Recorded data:
........

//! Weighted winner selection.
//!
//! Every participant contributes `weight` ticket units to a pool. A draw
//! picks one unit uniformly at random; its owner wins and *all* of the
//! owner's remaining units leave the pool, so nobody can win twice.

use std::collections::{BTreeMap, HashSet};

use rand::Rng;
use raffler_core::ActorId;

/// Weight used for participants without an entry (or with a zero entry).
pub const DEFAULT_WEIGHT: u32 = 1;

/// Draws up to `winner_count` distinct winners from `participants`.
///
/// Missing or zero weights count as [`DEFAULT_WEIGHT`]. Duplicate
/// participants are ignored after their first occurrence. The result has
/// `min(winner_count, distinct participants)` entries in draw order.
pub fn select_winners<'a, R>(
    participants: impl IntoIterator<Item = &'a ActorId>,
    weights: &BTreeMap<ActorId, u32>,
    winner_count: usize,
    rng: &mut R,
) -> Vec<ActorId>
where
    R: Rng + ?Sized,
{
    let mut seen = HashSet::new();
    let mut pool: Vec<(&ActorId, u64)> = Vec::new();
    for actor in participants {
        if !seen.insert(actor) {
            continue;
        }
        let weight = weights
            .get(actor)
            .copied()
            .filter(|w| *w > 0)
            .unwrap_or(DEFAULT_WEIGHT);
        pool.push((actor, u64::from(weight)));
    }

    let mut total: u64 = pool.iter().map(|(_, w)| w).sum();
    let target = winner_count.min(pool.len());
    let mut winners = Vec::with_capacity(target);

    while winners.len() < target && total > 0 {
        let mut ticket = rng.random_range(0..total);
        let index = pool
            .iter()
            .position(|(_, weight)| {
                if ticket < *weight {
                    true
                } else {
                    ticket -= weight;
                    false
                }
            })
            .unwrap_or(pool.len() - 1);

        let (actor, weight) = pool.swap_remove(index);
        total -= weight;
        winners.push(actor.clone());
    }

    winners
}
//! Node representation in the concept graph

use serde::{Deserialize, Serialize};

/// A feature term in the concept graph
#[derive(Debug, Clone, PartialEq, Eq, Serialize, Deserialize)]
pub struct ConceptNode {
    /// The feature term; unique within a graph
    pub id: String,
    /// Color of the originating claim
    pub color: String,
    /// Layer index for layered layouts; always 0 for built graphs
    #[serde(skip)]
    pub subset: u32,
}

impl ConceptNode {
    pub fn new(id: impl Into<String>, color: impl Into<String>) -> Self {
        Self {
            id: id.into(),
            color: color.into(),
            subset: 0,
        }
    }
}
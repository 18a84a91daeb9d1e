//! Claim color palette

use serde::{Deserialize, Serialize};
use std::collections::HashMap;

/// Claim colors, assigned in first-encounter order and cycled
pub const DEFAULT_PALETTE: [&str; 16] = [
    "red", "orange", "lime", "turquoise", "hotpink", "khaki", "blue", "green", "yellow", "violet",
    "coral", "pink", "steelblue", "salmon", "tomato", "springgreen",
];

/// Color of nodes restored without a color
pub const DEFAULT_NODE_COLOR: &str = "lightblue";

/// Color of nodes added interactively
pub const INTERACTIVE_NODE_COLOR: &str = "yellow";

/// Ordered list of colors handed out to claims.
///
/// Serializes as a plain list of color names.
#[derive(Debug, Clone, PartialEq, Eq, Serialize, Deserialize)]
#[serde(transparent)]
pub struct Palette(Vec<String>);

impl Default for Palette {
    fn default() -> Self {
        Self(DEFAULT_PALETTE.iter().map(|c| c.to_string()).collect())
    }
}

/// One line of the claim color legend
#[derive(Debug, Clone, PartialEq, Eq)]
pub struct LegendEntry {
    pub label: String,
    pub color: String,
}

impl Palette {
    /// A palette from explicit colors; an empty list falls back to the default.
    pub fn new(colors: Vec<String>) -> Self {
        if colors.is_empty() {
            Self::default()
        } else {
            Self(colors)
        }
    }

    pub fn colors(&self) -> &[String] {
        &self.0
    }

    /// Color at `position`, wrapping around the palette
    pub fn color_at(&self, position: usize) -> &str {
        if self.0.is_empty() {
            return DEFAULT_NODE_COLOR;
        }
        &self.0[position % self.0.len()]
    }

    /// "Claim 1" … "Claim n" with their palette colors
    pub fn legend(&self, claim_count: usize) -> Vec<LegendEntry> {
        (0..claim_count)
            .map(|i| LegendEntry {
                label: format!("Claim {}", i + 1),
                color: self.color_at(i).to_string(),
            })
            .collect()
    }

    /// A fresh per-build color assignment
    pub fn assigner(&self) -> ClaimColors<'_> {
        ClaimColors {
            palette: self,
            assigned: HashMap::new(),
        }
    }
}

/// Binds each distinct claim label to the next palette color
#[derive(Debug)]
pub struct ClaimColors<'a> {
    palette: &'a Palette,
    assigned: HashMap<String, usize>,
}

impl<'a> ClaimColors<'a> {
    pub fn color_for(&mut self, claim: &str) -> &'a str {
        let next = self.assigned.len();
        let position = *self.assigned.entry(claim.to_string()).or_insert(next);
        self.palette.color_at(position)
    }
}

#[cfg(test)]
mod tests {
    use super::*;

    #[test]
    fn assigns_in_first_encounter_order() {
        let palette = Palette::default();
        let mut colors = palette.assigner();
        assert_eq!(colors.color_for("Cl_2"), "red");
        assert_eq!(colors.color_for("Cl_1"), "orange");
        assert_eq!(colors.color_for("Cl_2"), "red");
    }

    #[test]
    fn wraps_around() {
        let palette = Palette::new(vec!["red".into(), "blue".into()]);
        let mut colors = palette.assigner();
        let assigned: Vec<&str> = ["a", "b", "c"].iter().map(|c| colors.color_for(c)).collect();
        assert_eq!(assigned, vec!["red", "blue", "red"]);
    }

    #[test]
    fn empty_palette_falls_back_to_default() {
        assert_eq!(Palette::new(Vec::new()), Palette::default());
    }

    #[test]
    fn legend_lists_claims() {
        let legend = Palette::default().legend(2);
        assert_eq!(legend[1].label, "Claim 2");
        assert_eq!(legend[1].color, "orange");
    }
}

........

__TASK GOAL__: The entries above must be returned in full, exactly as shown.

__TASK RESULT__:
//! Weighted winner selection.
//!
//! Every participant contributes `weight` ticket units to a pool. A draw
//! picks one unit uniformly at random; its owner wins and *all* of the
//! owner's remaining units leave the pool, so nobody can win twice.

use std::collections::{BTreeMap, HashSet};

use rand::Rng;
use raffler_core::ActorId;

/// Weight used for participants without an entry (or with a zero entry).
pub const DEFAULT_WEIGHT: u32 = 1;

/// Draws up to `winner_count` distinct winners from `participants`.
///
/// Missing or zero weights count as [`DEFAULT_WEIGHT`]. Duplicate
/// participants are ignored after their first occurrence. The result has
/// `min(winner_count, distinct participants)` entries in draw order.
pub fn select_winners<'a, R>(
    participants: impl IntoIterator<Item = &'a ActorId>,
    weights: &BTreeMap<ActorId, u32>,
    winner_count: usize,
    rng: &mut R,
) -> Vec<ActorId>
where
    R: Rng + ?Sized,
{
    let mut seen = HashSet::new();
    let mut pool: Vec<(&ActorId, u64)> = Vec::new();
    for actor in participants {
        if !seen.insert(actor) {
            continue;
        }
        let weight = weights
            .get(actor)
            .copied()
            .filter(|w| *w > 0)
            .unwrap_or(DEFAULT_WEIGHT);
        pool.push((actor, u64::from(weight)));
    }

    let mut total: u64 = pool.iter().map(|(_, w)| w).sum();
    let target = winner_count.min(pool.len());
    let mut winners = Vec::with_capacity(target);

    while winners.len() < target && total > 0 {
        let mut ticket = rng.random_range(0..total);
        let index = pool
            .iter()
            .position(|(_, weight)| {
                if ticket < *weight {
                    true
                } else {
                    ticket -= weight;
                    false
                }
            })
            .unwrap_or(pool.len() - 1);

        let (actor, weight) = pool.swap_remove(index);
        total -= weight;
        winners.push(actor.clone());
    }

    winners
}
//! Node representation in the concept graph

use serde::{Deserialize, Serialize};

/// A feature term in the concept graph
#[derive(Debug, Clone, PartialEq, Eq, Serialize, Deserialize)]
pub struct ConceptNode {
    /// The feature term; unique within a graph
    pub id: String,
    /// Color of the originating claim
    pub color: String,
    /// Layer index for layered layouts; always 0 for built graphs
    #[serde(skip)]
    pub subset: u32,
}

impl ConceptNode {
    pub fn new(id: impl Into<String>, color: impl Into<String>) -> Self {
        Self {
            id: id.into(),
            color: color.into(),
            subset: 0,
        }
    }
}
repository 18a84a91daeb9d1e
//! Claim color palette

use serde::{Deserialize, Serialize};
use std::collections::HashMap;

/// Claim colors, assigned in first-encounter order and cycled
pub const DEFAULT_PALETTE: [&str; 16] = [
    "red", "orange", "lime", "turquoise", "hotpink", "khaki", "blue", "green", "yellow", "violet",
    "coral", "pink", "steelblue", "salmon", "tomato", "springgreen",
];

/// Color of nodes restored without a color
pub const DEFAULT_NODE_COLOR: &str = "lightblue";

/// Color of nodes added interactively
pub const INTERACTIVE_NODE_COLOR: &str = "yellow";

/// Ordered list of colors handed out to claims.
///
/// Serializes as a plain list of color names.
#[derive(Debug, Clone, PartialEq, Eq, Serialize, Deserialize)]
#[serde(transparent)]
pub struct Palette(Vec<String>);

impl Default for Palette {
    fn default() -> Self {
        Self(DEFAULT_PALETTE.iter().map(|c| c.to_string()).collect())
    }
}

/// One line of the claim color legend
#[derive(Debug, Clone, PartialEq, Eq)]
pub struct LegendEntry {
    pub label: String,
    pub color: String,
}

impl Palette {
    /// A palette from explicit colors; an empty list falls back to the default.
    pub fn new(colors: Vec<String>) -> Self {
        if colors.is_empty() {
            Self::default()
        } else {
            Self(colors)
        }
    }

    pub fn colors(&self) -> &[String] {
        &self.0
    }

    /// Color at `position`, wrapping around the palette
    pub fn color_at(&self, position: usize) -> &str {
        if self.0.is_empty() {
            return DEFAULT_NODE_COLOR;
        }
        &self.0[position % self.0.len()]
    }

    /// "Claim 1" … "Claim n" with their palette colors
    pub fn legend(&self, claim_count: usize) -> Vec<LegendEntry> {
        (0..claim_count)
            .map(|i| LegendEntry {
                label: format!("Claim {}", i + 1),
                color: self.color_at(i).to_string(),
            })
            .collect()
    }

    /// A fresh per-build color assignment
    pub fn assigner(&self) -> ClaimColors<'_> {
        ClaimColors {
            palette: self,
            assigned: HashMap::new(),
        }
    }
}

/// Binds each distinct claim label to the next palette color
#[derive(Debug)]
pub struct ClaimColors<'a> {
    palette: &'a Palette,
    assigned: HashMap<String, usize>,
}

impl<'a> ClaimColors<'a> {
    pub fn color_for(&mut self, claim: &str) -> &'a str {
        let next = self.assigned.len();
        let position = *self.assigned.entry(claim.to_string()).or_insert(next);
        self.palette.color_at(position)
    }
}

#[cfg(test)]
mod tests {
    use super::*;

    #[test]
    fn assigns_in_first_encounter_order() {
        let palette = Palette::default();
        let mut colors = palette.assigner();
        assert_eq!(colors.color_for("Cl_2"), "red");
        assert_eq!(colors.color_for("Cl_1"), "orange");
        assert_eq!(colors.color_for("Cl_2"), "red");
    }

    #[test]
    fn wraps_around() {
        let palette = Palette::new(vec!["red".into(), "blue".into()]);
        let mut colors = palette.assigner();
        let assigned: Vec<&str> = ["a", "b", "c"].iter().map(|c| colors.color_for(c)).collect();
        assert_eq!(assigned, vec!["red", "blue", "red"]);
    }

    #[test]
    fn empty_palette_falls_back_to_default() {
        assert_eq!(Palette::new(Vec::new()), Palette::default());
    }

    #[test]
    fn legend_lists_claims() {
        let legend = Palette::default().legend(2);
        assert_eq!(legend[1].label, "Claim 2");
        assert_eq!(legend[1].color, "orange");
    }
}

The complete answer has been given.